RalphJohnson had gotten a tape from Tektronix in the summer of 1989 with lots of neat Smalltalk systems on it. The one that interested him the most was HotDraw, a framework for drawing editors. He had read an article in Hoopla! about it, and was eager to use it in his course on object-oriented programming and design. He didn't have any trouble running the code, but he couldn't figure out how to use it to make his own editor. There was no documentation, and the only comment in the code was a list of unimplemented features!
When Ralph saw WardCunningham at OOPSLA'89, he said "You've got to help me! How does this thing work?" Ward sat him down at a table in the lounge, pulled out a set of index cards, and proceeded to give a CrcCard talk. After an hour or so, Ralph was convinced. When he went home after OOPSLA and looked at HotDraw again, it all made perfect sense. He wrote some class notes for it, gave a couple of lectures on it a few weeks later, and several students used it successfully in class projects.
It is amazing how much easier it is to understand a program when you know what it does!

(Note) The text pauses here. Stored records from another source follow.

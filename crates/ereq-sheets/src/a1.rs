//! A1 notation helpers.
//!
//! Column letters follow spreadsheet convention (0 → `A`, 25 → `Z`,
//! 26 → `AA`). Rows are 1-based; row 1 of every tab is its header.

/// Spreadsheet column letter for a zero-based column index.
#[must_use]
pub fn column_letter(index: usize) -> String {
    let mut letters = Vec::new();
    let mut n = index + 1;
    while n > 0 {
        n -= 1;
        // n % 26 < 26, so the byte stays within 'A'..='Z'.
        letters.push(char::from(b'A' + (n % 26) as u8));
        n /= 26;
    }
    letters.iter().rev().collect()
}

/// Sheet-row number of a zero-based data index (the header occupies row 1).
#[must_use]
pub const fn data_row_number(index: usize) -> usize {
    index + 2
}

/// Quote a tab name for use in a range when it needs it.
///
/// Names that start with a letter, hold only ASCII letters, digits and
/// underscores, and cannot be read as a cell reference are left bare.
/// Everything else is wrapped in single quotes with embedded quotes doubled.
#[must_use]
pub fn quote_sheet_name(name: &str) -> String {
    let bare = name.starts_with(|c: char| c.is_ascii_alphabetic())
        && name.chars().all(|c| c.is_ascii_alphanumeric() || c == '_')
        && !looks_like_cell(name);
    if bare {
        name.to_string()
    } else {
        format!("'{}'", name.replace('\'', "''"))
    }
}

/// `Q1`, `AB12` (A1 style) or `R1C1` (R1C1 style).
fn looks_like_cell(name: &str) -> bool {
    let digits_only = |s: &str| !s.is_empty() && s.chars().all(|c| c.is_ascii_digit());

    let split = name
        .find(|c: char| c.is_ascii_digit())
        .unwrap_or(name.len());
    let (letters, rest) = name.split_at(split);
    if letters.chars().all(|c| c.is_ascii_alphabetic()) && digits_only(rest) {
        return true;
    }

    let upper = name.to_ascii_uppercase();
    upper
        .strip_prefix('R')
        .and_then(|rest| rest.split_once('C'))
        .is_some_and(|(row, col)| digits_only(row) && digits_only(col))
}

/// `Sheet!<cells>` with the tab name quoted as needed.
#[must_use]
pub fn range(sheet: &str, cells: &str) -> String {
    format!("{}!{cells}", quote_sheet_name(sheet))
}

What exactly was missing from the documentation? Not the usual comments. The Smalltalk tradition is only to paraphrase the code, which Ralph had no trouble reading. The real question was what problems does it solve? Since HotDraw was a framework it didn't solve any end-user problems. So Ward discussed the responsibilities assumed by each class and showed by waving cards how each class met those responsibilities.